» SUPPLIED RECORDS
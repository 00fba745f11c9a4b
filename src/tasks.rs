//! The three classification tasks, their prompts and their answer formats.
//!
//! An [`Item`] is one article prepared for one task: correlation key, prompt
//! messages and the parser that reads the model's answer.

use std::fmt;

use serde::{Deserialize, Serialize};

use crate::articles::{CorrelationKey, SourceArticle};
use crate::batch::types::ChatBody;
use crate::batch::{Message, RequestLine};
use crate::config::TaskSettings;
use crate::error::{PipelineError, ScoreParseError};

/// Lower end of the lean scale (left).
pub const LEAN_MIN: f64 = -42.0;
/// Upper end of the lean scale (right).
pub const LEAN_MAX: f64 = 42.0;
/// Rating substituted for answers that cannot be read.
pub const NEUTRAL_LEAN: f64 = 0.0;

const SYSTEM_PROMPT: &str = "You are an intelligent political scientist.";

pub const PRESET_TOPICS: &[&str] = &[
    "education reform",
    "geopolitics",
    "Russia-Ukraine War",
    "Israel-Hamas War",
    "diversity & inclusion",
    "democracy",
    "humanitarian",
    "LGTBQ",
    "feminism",
    "death penalty",
    "religion",
    "human rights",
    "economy",
    "cost of living",
    "consumerism",
    "health care",
    "abortion",
    "climate change",
    "environmental issues",
    "racism",
    "renewable energy",
    "cyber security",
    "technology & innovation",
    "crime",
    "mental health",
    "cultural critique",
    "gun control",
    "drugs",
    "terrorism",
    "immigration",
];

#[derive(Debug, Clone, Copy, PartialEq, Eq, Hash, Serialize, Deserialize)]
#[serde(rename_all = "lowercase")]
pub enum TaskKind {
    /// Is the article about social or political topics at all (Y/N).
    Screen,
    /// Political lean score on [-42, 42].
    Lean,
    /// One category from [`PRESET_TOPICS`].
    Topic,
}

impl TaskKind {
    pub const ALL: [TaskKind; 3] = [TaskKind::Screen, TaskKind::Lean, TaskKind::Topic];

    /// Batch metadata description.
    pub fn description(self) -> &'static str {
        match self {
            TaskKind::Screen => "Black-white political screening of articles",
            TaskKind::Lean => "Political lean evaluation of articles",
            TaskKind::Topic => "Categorical topic sorting of articles",
        }
    }

    pub fn parser(self) -> ResponseParser {
        match self {
            TaskKind::Screen => ResponseParser::YesNo,
            TaskKind::Lean => ResponseParser::LeanScore,
            TaskKind::Topic => ResponseParser::Category,
        }
    }

    pub fn prompt(self, headline: &str, body: &str) -> Vec<Message> {
        let question = match self {
            TaskKind::Screen => format!(
                "Take into account this article with headline '{headline}' and body text '{body}', \
                 Is this article related to any social or political stances/ideas/topics at all? \
                 Answer with strictly Y or N"
            ),
            TaskKind::Lean => format!(
                "Assign a political lean score on scale of -42 (left) to 42 (right) to this article, \
                 HEADLINE:'{headline}' and BODY TEXT: '{body}' Try not 0.0, specific and precise, \
                 one sig. fig. Format: number | 1-word justification"
            ),
            TaskKind::Topic => format!(
                "Sort this article into a category, HEADLINE:'{headline}' and BODY TEXT: '{body}' \
                 | Category List: {} | Respond with ONLY ONE category in this list, nothing more.",
                PRESET_TOPICS.join(",")
            ),
        };
        vec![Message::system(SYSTEM_PROMPT), Message::user(question)]
    }
}

impl fmt::Display for TaskKind {
    fn fmt(&self, f: &mut fmt::Formatter<'_>) -> fmt::Result {
        match self {
            TaskKind::Screen => write!(f, "screen"),
            TaskKind::Lean => write!(f, "lean"),
            TaskKind::Topic => write!(f, "topic"),
        }
    }
}

/// A model answer read according to its task.
#[derive(Debug, Clone, PartialEq)]
pub enum Verdict {
    Political(bool),
    Lean(f64),
    Topic(String),
}

/// How the raw answer text of a task is interpreted.
#[derive(Debug, Clone, Copy, PartialEq, Eq)]
pub enum ResponseParser {
    YesNo,
    LeanScore,
    Category,
}

impl ResponseParser {
    pub fn parse(self, text: &str) -> Result<Verdict, ScoreParseError> {
        match self {
            ResponseParser::YesNo => Ok(Verdict::Political(is_political(text))),
            ResponseParser::LeanScore => parse_lean(text).map(Verdict::Lean),
            ResponseParser::Category => parse_topic(text).map(Verdict::Topic),
        }
    }
}

/// `Y`, `Yes`, `y.`, `**Y**` and `"Y"` are political; anything else is not.
/// Quoting and markdown around the answer are ignored.
pub fn is_political(text: &str) -> bool {
    text.trim_start_matches(|c: char| !c.is_alphanumeric())
        .to_lowercase()
        .starts_with('y')
}

/// Read `number | justification`.
pub fn parse_lean(text: &str) -> Result<f64, ScoreParseError> {
    let head = text.split('|').next().unwrap_or("").trim();
    if head.is_empty() {
        return Err(ScoreParseError::Empty);
    }
    let value = head
        .parse::<f64>()
        .map_err(|_| ScoreParseError::NotANumber(head.to_string()))?;
    if !(LEAN_MIN..=LEAN_MAX).contains(&value) {
        return Err(ScoreParseError::OutOfRange(value));
    }
    Ok(value)
}

/// Lean rating with unreadable answers mapped to [`NEUTRAL_LEAN`].
pub fn lean_or_neutral(text: &str) -> f64 {
    match parse_lean(text) {
        Ok(value) => value,
        Err(e) => {
            tracing::debug!(error = %e, answer = %text, "unreadable lean answer; using neutral");
            NEUTRAL_LEAN
        }
    }
}

pub fn parse_topic(text: &str) -> Result<String, ScoreParseError> {
    let topic = text.trim().trim_end_matches('.').trim();
    if topic.is_empty() {
        return Err(ScoreParseError::Empty);
    }
    Ok(topic.to_string())
}

/// One article prepared for one task.
#[derive(Debug, Clone)]
pub struct Item {
    pub kind: TaskKind,
    pub key: CorrelationKey,
    pub messages: Vec<Message>,
}

impl Item {
    pub fn new(kind: TaskKind, article: &SourceArticle) -> Result<Self, PipelineError> {
        Ok(Self {
            kind,
            key: article.key()?,
            messages: kind.prompt(&article.headline, &article.body),
        })
    }

    pub fn parser(&self) -> ResponseParser {
        self.kind.parser()
    }

    /// Characters of prompt content, the unit chunk budgets are measured in.
    pub fn weight(&self) -> usize {
        self.messages.iter().map(|m| m.content.chars().count()).sum()
    }

    pub fn request_line(&self, settings: &TaskSettings) -> RequestLine {
        RequestLine::chat(
            self.key.to_string(),
            ChatBody {
                model: settings.model.clone(),
                messages: self.messages.clone(),
                max_tokens: settings.max_tokens,
            },
        )
    }
}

» WORK REQUIRED
Restate each of the records exactly, leaving nothing out.

» SOLUTION FOR THIS PROBLEM
repository 00fba745f11c9a4b
filename src/tasks.rs
//! The three classification tasks, their prompts and their answer formats.
//!
//! An [`Item`] is one article prepared for one task: correlation key, prompt
//! messages and the parser that reads the model's answer.

use std::fmt;

use serde::{Deserialize, Serialize};

use crate::articles::{CorrelationKey, SourceArticle};
use crate::batch::types::ChatBody;
use crate::batch::{Message, RequestLine};
use crate::config::TaskSettings;
use crate::error::{PipelineError, ScoreParseError};

/// Lower end of the lean scale (left).
pub const LEAN_MIN: f64 = -42.0;
/// Upper end of the lean scale (right).
pub const LEAN_MAX: f64 = 42.0;
/// Rating substituted for answers that cannot be read.
pub const NEUTRAL_LEAN: f64 = 0.0;

const SYSTEM_PROMPT: &str = "You are an intelligent political scientist.";

pub const PRESET_TOPICS: &[&str] = &[
    "education reform",
    "geopolitics",
    "Russia-Ukraine War",
    "Israel-Hamas War",
    "diversity & inclusion",
    "democracy",
    "humanitarian",
    "LGTBQ",
    "feminism",
    "death penalty",
    "religion",
    "human rights",
    "economy",
    "cost of living",
    "consumerism",
    "health care",
    "abortion",
    "climate change",
    "environmental issues",
    "racism",
    "renewable energy",
    "cyber security",
    "technology & innovation",
    "crime",
    "mental health",
    "cultural critique",
    "gun control",
    "drugs",
    "terrorism",
    "immigration",
];

#[derive(Debug, Clone, Copy, PartialEq, Eq, Hash, Serialize, Deserialize)]
#[serde(rename_all = "lowercase")]
pub enum TaskKind {
    /// Is the article about social or political topics at all (Y/N).
    Screen,
    /// Political lean score on [-42, 42].
    Lean,
    /// One category from [`PRESET_TOPICS`].
    Topic,
}

impl TaskKind {
    pub const ALL: [TaskKind; 3] = [TaskKind::Screen, TaskKind::Lean, TaskKind::Topic];

    /// Batch metadata description.
    pub fn description(self) -> &'static str {
        match self {
            TaskKind::Screen => "Black-white political screening of articles",
            TaskKind::Lean => "Political lean evaluation of articles",
            TaskKind::Topic => "Categorical topic sorting of articles",
        }
    }

    pub fn parser(self) -> ResponseParser {
        match self {
            TaskKind::Screen => ResponseParser::YesNo,
            TaskKind::Lean => ResponseParser::LeanScore,
            TaskKind::Topic => ResponseParser::Category,
        }
    }

    pub fn prompt(self, headline: &str, body: &str) -> Vec<Message> {
        let question = match self {
            TaskKind::Screen => format!(
                "Take into account this article with headline '{headline}' and body text '{body}', \
                 Is this article related to any social or political stances/ideas/topics at all? \
                 Answer with strictly Y or N"
            ),
            TaskKind::Lean => format!(
                "Assign a political lean score on scale of -42 (left) to 42 (right) to this article, \
                 HEADLINE:'{headline}' and BODY TEXT: '{body}' Try not 0.0, specific and precise, \
                 one sig. fig. Format: number | 1-word justification"
            ),
            TaskKind::Topic => format!(
                "Sort this article into a category, HEADLINE:'{headline}' and BODY TEXT: '{body}' \
                 | Category List: {} | Respond with ONLY ONE category in this list, nothing more.",
                PRESET_TOPICS.join(",")
            ),
        };
        vec![Message::system(SYSTEM_PROMPT), Message::user(question)]
    }
}

impl fmt::Display for TaskKind {
    fn fmt(&self, f: &mut fmt::Formatter<'_>) -> fmt::Result {
        match self {
            TaskKind::Screen => write!(f, "screen"),
            TaskKind::Lean => write!(f, "lean"),
            TaskKind::Topic => write!(f, "topic"),
        }
    }
}

/// A model answer read according to its task.
#[derive(Debug, Clone, PartialEq)]
pub enum Verdict {
    Political(bool),
    Lean(f64),
    Topic(String),
}

/// How the raw answer text of a task is interpreted.
#[derive(Debug, Clone, Copy, PartialEq, Eq)]
pub enum ResponseParser {
    YesNo,
    LeanScore,
    Category,
}

impl ResponseParser {
    pub fn parse(self, text: &str) -> Result<Verdict, ScoreParseError> {
        match self {
            ResponseParser::YesNo => Ok(Verdict::Political(is_political(text))),
            ResponseParser::LeanScore => parse_lean(text).map(Verdict::Lean),
            ResponseParser::Category => parse_topic(text).map(Verdict::Topic),
        }
    }
}

/// `Y`, `Yes`, `y.`, `**Y**` and `"Y"` are political; anything else is not.
/// Quoting and markdown around the answer are ignored.
pub fn is_political(text: &str) -> bool {
    text.trim_start_matches(|c: char| !c.is_alphanumeric())
        .to_lowercase()
        .starts_with('y')
}

/// Read `number | justification`.
pub fn parse_lean(text: &str) -> Result<f64, ScoreParseError> {
    let head = text.split('|').next().unwrap_or("").trim();
    if head.is_empty() {
        return Err(ScoreParseError::Empty);
    }
    let value = head
        .parse::<f64>()
        .map_err(|_| ScoreParseError::NotANumber(head.to_string()))?;
    if !(LEAN_MIN..=LEAN_MAX).contains(&value) {
        return Err(ScoreParseError::OutOfRange(value));
    }
    Ok(value)
}

/// Lean rating with unreadable answers mapped to [`NEUTRAL_LEAN`].
pub fn lean_or_neutral(text: &str) -> f64 {
    match parse_lean(text) {
        Ok(value) => value,
        Err(e) => {
            tracing::debug!(error = %e, answer = %text, "unreadable lean answer; using neutral");
            NEUTRAL_LEAN
        }
    }
}

pub fn parse_topic(text: &str) -> Result<String, ScoreParseError> {
    let topic = text.trim().trim_end_matches('.').trim();
    if topic.is_empty() {
        return Err(ScoreParseError::Empty);
    }
    Ok(topic.to_string())
}

/// One article prepared for one task.
#[derive(Debug, Clone)]
pub struct Item {
    pub kind: TaskKind,
    pub key: CorrelationKey,
    pub messages: Vec<Message>,
}

impl Item {
    pub fn new(kind: TaskKind, article: &SourceArticle) -> Result<Self, PipelineError> {
        Ok(Self {
            kind,
            key: article.key()?,
            messages: kind.prompt(&article.headline, &article.body),
        })
    }

    pub fn parser(&self) -> ResponseParser {
        self.kind.parser()
    }

    /// Characters of prompt content, the unit chunk budgets are measured in.
    pub fn weight(&self) -> usize {
        self.messages.iter().map(|m| m.content.chars().count()).sum()
    }

    pub fn request_line(&self, settings: &TaskSettings) -> RequestLine {
        RequestLine::chat(
            self.key.to_string(),
            ChatBody {
                model: settings.model.clone(),
                messages: self.messages.clone(),
                max_tokens: settings.max_tokens,
            },
        )
    }
}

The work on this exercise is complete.